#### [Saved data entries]
*** Begin section ***

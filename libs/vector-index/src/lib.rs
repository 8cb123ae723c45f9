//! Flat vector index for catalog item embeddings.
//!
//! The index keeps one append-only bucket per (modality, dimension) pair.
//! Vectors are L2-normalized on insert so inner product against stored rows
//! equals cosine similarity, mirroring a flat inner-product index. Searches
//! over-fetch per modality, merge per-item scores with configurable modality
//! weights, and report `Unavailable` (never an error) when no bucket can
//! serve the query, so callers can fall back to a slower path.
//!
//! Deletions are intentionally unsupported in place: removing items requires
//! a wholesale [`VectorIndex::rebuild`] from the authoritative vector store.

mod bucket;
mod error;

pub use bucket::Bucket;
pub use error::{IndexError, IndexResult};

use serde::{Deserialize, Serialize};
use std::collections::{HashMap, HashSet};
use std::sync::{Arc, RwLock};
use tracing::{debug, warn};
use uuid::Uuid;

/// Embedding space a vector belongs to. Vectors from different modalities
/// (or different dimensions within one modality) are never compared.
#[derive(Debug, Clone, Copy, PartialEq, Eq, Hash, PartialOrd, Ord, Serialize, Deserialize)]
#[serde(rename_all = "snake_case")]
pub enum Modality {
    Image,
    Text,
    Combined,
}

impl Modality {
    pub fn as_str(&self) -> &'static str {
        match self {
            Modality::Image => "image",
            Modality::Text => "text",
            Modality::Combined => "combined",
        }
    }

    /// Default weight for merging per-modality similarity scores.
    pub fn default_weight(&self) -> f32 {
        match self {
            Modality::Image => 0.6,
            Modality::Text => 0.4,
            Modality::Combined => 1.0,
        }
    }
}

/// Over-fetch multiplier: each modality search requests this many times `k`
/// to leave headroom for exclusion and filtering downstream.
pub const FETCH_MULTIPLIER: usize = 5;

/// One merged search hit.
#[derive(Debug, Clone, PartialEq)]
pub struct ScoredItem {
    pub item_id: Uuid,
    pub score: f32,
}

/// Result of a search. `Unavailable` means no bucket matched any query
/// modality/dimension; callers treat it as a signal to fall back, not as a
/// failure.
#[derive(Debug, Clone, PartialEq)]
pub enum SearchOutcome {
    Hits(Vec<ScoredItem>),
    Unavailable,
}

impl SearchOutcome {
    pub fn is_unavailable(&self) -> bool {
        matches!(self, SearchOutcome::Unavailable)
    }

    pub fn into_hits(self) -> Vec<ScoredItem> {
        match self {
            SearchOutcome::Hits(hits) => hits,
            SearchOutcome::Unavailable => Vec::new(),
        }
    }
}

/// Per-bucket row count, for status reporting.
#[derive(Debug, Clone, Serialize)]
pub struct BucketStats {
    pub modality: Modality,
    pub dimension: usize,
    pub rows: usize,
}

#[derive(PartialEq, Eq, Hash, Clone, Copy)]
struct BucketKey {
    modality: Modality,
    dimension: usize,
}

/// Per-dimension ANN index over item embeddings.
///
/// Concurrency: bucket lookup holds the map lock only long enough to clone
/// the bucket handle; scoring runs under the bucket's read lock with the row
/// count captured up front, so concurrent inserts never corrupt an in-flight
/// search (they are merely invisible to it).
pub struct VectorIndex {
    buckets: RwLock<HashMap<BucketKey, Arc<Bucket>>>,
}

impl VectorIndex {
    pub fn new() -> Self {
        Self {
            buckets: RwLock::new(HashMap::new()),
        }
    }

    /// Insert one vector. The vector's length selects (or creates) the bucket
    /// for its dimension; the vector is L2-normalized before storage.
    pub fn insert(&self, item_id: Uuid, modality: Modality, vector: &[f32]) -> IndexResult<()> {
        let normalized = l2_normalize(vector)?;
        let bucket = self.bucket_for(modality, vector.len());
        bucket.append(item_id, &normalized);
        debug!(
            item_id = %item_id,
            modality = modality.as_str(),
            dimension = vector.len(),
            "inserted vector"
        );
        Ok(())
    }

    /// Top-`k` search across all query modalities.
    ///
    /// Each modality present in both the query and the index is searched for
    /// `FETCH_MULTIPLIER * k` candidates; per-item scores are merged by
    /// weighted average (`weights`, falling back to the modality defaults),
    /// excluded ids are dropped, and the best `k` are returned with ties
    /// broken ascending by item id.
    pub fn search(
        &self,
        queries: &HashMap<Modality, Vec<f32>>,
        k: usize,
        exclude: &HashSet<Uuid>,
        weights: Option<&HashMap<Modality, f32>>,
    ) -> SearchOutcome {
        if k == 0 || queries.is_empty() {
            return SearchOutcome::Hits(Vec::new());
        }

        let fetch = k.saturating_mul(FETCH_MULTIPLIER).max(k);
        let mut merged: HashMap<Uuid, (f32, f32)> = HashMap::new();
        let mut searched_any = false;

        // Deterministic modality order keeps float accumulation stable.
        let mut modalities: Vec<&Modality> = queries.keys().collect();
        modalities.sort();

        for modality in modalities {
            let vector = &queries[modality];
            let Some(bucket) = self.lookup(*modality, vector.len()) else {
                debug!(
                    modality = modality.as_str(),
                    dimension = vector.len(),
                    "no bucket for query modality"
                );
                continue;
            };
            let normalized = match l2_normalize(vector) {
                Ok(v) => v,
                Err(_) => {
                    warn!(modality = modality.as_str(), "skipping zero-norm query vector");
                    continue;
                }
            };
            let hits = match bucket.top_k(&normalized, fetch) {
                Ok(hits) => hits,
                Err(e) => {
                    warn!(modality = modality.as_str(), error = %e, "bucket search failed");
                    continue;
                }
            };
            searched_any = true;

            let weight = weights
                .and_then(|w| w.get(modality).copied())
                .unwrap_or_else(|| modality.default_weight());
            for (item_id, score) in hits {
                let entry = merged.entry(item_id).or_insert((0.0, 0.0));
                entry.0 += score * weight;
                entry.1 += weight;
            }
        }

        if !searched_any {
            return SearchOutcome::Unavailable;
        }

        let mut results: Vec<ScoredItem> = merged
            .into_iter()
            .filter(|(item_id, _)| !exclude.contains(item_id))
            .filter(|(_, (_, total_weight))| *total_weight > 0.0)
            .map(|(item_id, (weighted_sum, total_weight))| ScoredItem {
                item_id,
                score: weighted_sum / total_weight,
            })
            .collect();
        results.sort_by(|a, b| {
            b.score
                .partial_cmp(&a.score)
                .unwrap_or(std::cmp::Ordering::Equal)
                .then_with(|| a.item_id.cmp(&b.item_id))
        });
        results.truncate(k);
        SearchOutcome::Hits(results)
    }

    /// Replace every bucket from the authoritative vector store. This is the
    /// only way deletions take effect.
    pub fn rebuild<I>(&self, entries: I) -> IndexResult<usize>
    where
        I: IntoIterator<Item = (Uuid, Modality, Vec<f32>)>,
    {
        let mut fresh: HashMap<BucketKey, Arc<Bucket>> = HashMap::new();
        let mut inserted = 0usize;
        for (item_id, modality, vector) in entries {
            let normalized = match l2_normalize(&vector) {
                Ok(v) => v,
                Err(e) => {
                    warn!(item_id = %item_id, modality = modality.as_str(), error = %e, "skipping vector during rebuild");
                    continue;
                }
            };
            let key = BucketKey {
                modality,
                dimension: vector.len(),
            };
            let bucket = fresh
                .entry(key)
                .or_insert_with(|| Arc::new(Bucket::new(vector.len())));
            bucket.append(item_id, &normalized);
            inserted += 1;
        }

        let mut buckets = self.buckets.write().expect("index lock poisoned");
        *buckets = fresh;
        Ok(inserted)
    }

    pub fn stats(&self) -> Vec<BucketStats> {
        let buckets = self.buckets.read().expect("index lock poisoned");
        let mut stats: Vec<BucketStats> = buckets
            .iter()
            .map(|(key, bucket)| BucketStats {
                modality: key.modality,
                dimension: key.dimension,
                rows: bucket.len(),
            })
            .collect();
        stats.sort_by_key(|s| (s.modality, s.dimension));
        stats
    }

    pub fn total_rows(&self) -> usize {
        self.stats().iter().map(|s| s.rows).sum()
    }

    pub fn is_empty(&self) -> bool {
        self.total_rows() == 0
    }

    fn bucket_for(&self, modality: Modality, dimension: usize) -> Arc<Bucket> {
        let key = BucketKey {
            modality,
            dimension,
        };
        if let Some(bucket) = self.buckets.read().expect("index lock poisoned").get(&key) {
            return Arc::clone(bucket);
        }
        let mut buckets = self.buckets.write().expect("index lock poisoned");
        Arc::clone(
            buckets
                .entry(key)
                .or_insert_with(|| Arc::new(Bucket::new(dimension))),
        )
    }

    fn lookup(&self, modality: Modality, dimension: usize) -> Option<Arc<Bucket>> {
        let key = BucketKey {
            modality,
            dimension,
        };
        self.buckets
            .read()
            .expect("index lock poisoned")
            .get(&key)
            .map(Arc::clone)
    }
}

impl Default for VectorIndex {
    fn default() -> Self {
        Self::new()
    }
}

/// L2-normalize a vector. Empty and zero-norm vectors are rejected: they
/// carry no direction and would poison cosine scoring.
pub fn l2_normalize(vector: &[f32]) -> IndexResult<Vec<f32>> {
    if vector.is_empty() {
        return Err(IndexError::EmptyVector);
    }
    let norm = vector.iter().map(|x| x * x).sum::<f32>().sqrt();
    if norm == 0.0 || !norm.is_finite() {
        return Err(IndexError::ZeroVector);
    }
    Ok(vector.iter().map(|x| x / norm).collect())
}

*** End section ***
*** Begin section ***

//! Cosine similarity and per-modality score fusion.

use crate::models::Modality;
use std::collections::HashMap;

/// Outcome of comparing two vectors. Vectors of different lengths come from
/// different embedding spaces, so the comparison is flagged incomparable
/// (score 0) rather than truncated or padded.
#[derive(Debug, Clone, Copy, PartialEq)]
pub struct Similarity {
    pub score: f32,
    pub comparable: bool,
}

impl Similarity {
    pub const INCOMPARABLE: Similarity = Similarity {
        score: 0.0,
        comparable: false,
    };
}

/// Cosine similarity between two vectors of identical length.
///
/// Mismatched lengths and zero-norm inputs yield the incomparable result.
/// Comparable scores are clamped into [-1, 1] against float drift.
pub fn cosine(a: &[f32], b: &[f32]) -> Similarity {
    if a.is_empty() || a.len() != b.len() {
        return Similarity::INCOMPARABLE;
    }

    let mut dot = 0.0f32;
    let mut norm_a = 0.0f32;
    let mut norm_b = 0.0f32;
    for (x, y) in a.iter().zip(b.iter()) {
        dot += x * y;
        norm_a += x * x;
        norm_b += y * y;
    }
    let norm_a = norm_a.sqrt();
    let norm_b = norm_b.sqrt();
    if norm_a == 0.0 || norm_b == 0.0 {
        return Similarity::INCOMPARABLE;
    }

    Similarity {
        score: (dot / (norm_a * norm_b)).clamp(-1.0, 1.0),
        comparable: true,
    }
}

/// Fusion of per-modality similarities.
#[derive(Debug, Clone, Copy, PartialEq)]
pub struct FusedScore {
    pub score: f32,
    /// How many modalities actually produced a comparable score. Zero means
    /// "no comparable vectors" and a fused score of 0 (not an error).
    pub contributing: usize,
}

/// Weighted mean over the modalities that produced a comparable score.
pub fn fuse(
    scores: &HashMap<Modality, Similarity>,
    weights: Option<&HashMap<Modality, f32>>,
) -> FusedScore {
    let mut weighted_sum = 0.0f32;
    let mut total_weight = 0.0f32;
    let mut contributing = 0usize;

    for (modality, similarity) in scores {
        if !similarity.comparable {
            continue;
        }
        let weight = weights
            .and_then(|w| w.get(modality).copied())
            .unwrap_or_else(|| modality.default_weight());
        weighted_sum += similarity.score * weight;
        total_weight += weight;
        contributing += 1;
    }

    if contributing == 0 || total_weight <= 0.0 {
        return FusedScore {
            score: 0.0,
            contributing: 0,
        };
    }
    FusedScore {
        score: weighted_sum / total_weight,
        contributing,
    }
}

*** End section ***

#### [Assignment]
The reply is to be one number, the count of lines in the records above that contain "IndexError".

#### [Finished exercise]
3